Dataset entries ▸
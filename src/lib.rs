//! Inbox cleanup toolkit
//!
//! Authenticates against a mail provider (Gmail, Outlook, generic IMAP),
//! fetches and normalizes messages, classifies them and applies bulk
//! actions: delete, unsubscribe, and the same on a schedule.
//!
//! # Overview
//!
//! - **Providers**: one [`client::MailProvider`] trait over the Gmail API,
//!   Microsoft Graph and IMAP
//! - **Extraction**: provider payloads become [`models::NormalizedMessage`]
//! - **Classification**: keyword/regex newsletter and spam rules plus
//!   unsubscribe link discovery
//! - **Cleaning**: fixed rule order (protected sender, age, newsletter,
//!   spam), one action per message
//! - **Scheduling**: named recurring jobs with broadcast notifications
//! - **Entitlements**: premium tiers gating auto-unsubscribe and scheduling
//!
//! # Example Usage
//!
//! ```no_run
//! use std::sync::Arc;
//! use inbox_cleanup::{cli, classifier::Classifier, config::Config, pipeline::Pipeline};
//!
//! #[tokio::main]
//! async fn main() -> anyhow::Result<()> {
//!     let config = Config::load("config.toml".as_ref()).await?;
//!     let provider = cli::connect_provider(&config).await?;
//!     let classifier = Arc::new(Classifier::from_config(&config.classifier)?);
//!
//!     let report = Pipeline::new(provider, classifier, &config)
//!         .clean(true, chrono::Utc::now())
//!         .await?;
//!     println!("{} message(s) would be deleted", report.summary.deleted());
//!     Ok(())
//! }
//! ```
//!
//! # Module Organization
//!
//! - [`auth`] - Gmail hub bootstrap and the OAuth2 code/refresh manager
//! - [`client`] - Provider trait, retry helper and the Gmail provider
//! - [`outlook`] - Microsoft Graph provider
//! - [`imap`] - IMAP provider
//! - [`parser`] - Metadata extraction from provider payloads
//! - [`classifier`] - Newsletter/spam rules and unsubscribe links
//! - [`filters`] - Composable message predicates
//! - [`cleaner`] - Rule-ordered cleaning
//! - [`unsubscribe`] - Unsubscribe requests
//! - [`scheduler`] - Recurring jobs
//! - [`entitlements`] - Premium tiers and preferences
//! - [`pipeline`] - Fetch/classify/act orchestration
//! - [`cli`] - Command-line interface
//! - [`config`] - Configuration management
//! - [`error`] - Error types and result aliases
//! - [`models`] - Core data structures

pub mod auth;
pub mod classifier;
pub mod cleaner;
pub mod cli;
pub mod client;
pub mod config;
pub mod entitlements;
pub mod error;
pub mod filters;
pub mod imap;
pub mod models;
pub mod outlook;
pub mod parser;
pub mod pipeline;
pub mod scheduler;
pub mod unsubscribe;

// Re-export commonly used types for convenience
pub use error::{CleanupError, Result};

// Core data models
pub use models::{
    CleaningAction, CleaningOutcome, ClassificationResult, NormalizedMessage,
    UnsubscribeAttemptResult,
};

pub use classifier::Classifier;
pub use cleaner::{clean_emails, CleaningOptions, DryRunDeleter, MessageDeleter};
pub use client::{GmailProvider, MailProvider};
pub use config::{Config, ProviderKind};
pub use entitlements::{EntitlementStore, Feature, PremiumLevel, UserEntitlement};
pub use filters::{FilterSpec, Predicate};
pub use imap::ImapProvider;
pub use outlook::OutlookProvider;
pub use parser::{extract_metadata, RawMessage};
pub use pipeline::{CleanReport, Pipeline};
pub use scheduler::{JobEvent, Scheduler};
pub use unsubscribe::{unsubscribe_from_email, HttpUnsubscribeClient, UnsubscribeTransport};

// CLI types (for binary usage)
pub use cli::{Cli, Commands, ProgressReporter};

Work request ▸
So that nothing is lost, please repeat all of the entries exactly.

Response for this exercise ▸
filename src/lib.rs
//! Inbox cleanup toolkit
//!
//! Authenticates against a mail provider (Gmail, Outlook, generic IMAP),
//! fetches and normalizes messages, classifies them and applies bulk
//! actions: delete, unsubscribe, and the same on a schedule.
//!
//! # Overview
//!
//! - **Providers**: one [`client::MailProvider`] trait over the Gmail API,
//!   Microsoft Graph and IMAP
//! - **Extraction**: provider payloads become [`models::NormalizedMessage`]
//! - **Classification**: keyword/regex newsletter and spam rules plus
//!   unsubscribe link discovery
//! - **Cleaning**: fixed rule order (protected sender, age, newsletter,
//!   spam), one action per message
//! - **Scheduling**: named recurring jobs with broadcast notifications
//! - **Entitlements**: premium tiers gating auto-unsubscribe and scheduling
//!
//! # Example Usage
//!
//! ```no_run
//! use std::sync::Arc;
//! use inbox_cleanup::{cli, classifier::Classifier, config::Config, pipeline::Pipeline};
//!
//! #[tokio::main]
//! async fn main() -> anyhow::Result<()> {
//!     let config = Config::load("config.toml".as_ref()).await?;
//!     let provider = cli::connect_provider(&config).await?;
//!     let classifier = Arc::new(Classifier::from_config(&config.classifier)?);
//!
//!     let report = Pipeline::new(provider, classifier, &config)
//!         .clean(true, chrono::Utc::now())
//!         .await?;
//!     println!("{} message(s) would be deleted", report.summary.deleted());
//!     Ok(())
//! }
//! ```
//!
//! # Module Organization
//!
//! - [`auth`] - Gmail hub bootstrap and the OAuth2 code/refresh manager
//! - [`client`] - Provider trait, retry helper and the Gmail provider
//! - [`outlook`] - Microsoft Graph provider
//! - [`imap`] - IMAP provider
//! - [`parser`] - Metadata extraction from provider payloads
//! - [`classifier`] - Newsletter/spam rules and unsubscribe links
//! - [`filters`] - Composable message predicates
//! - [`cleaner`] - Rule-ordered cleaning
//! - [`unsubscribe`] - Unsubscribe requests
//! - [`scheduler`] - Recurring jobs
//! - [`entitlements`] - Premium tiers and preferences
//! - [`pipeline`] - Fetch/classify/act orchestration
//! - [`cli`] - Command-line interface
//! - [`config`] - Configuration management
//! - [`error`] - Error types and result aliases
//! - [`models`] - Core data structures

pub mod auth;
pub mod classifier;
pub mod cleaner;
pub mod cli;
pub mod client;
pub mod config;
pub mod entitlements;
pub mod error;
pub mod filters;
pub mod imap;
pub mod models;
pub mod outlook;
pub mod parser;
pub mod pipeline;
pub mod scheduler;
pub mod unsubscribe;

// Re-export commonly used types for convenience
pub use error::{CleanupError, Result};

// Core data models
pub use models::{
    CleaningAction, CleaningOutcome, ClassificationResult, NormalizedMessage,
    UnsubscribeAttemptResult,
};

pub use classifier::Classifier;
pub use cleaner::{clean_emails, CleaningOptions, DryRunDeleter, MessageDeleter};
pub use client::{GmailProvider, MailProvider};
pub use config::{Config, ProviderKind};
pub use entitlements::{EntitlementStore, Feature, PremiumLevel, UserEntitlement};
pub use filters::{FilterSpec, Predicate};
pub use imap::ImapProvider;
pub use outlook::OutlookProvider;
pub use parser::{extract_metadata, RawMessage};
pub use pipeline::{CleanReport, Pipeline};
pub use scheduler::{JobEvent, Scheduler};
pub use unsubscribe::{unsubscribe_from_email, HttpUnsubscribeClient, UnsubscribeTransport};

// CLI types (for binary usage)
pub use cli::{Cli, Commands, ProgressReporter};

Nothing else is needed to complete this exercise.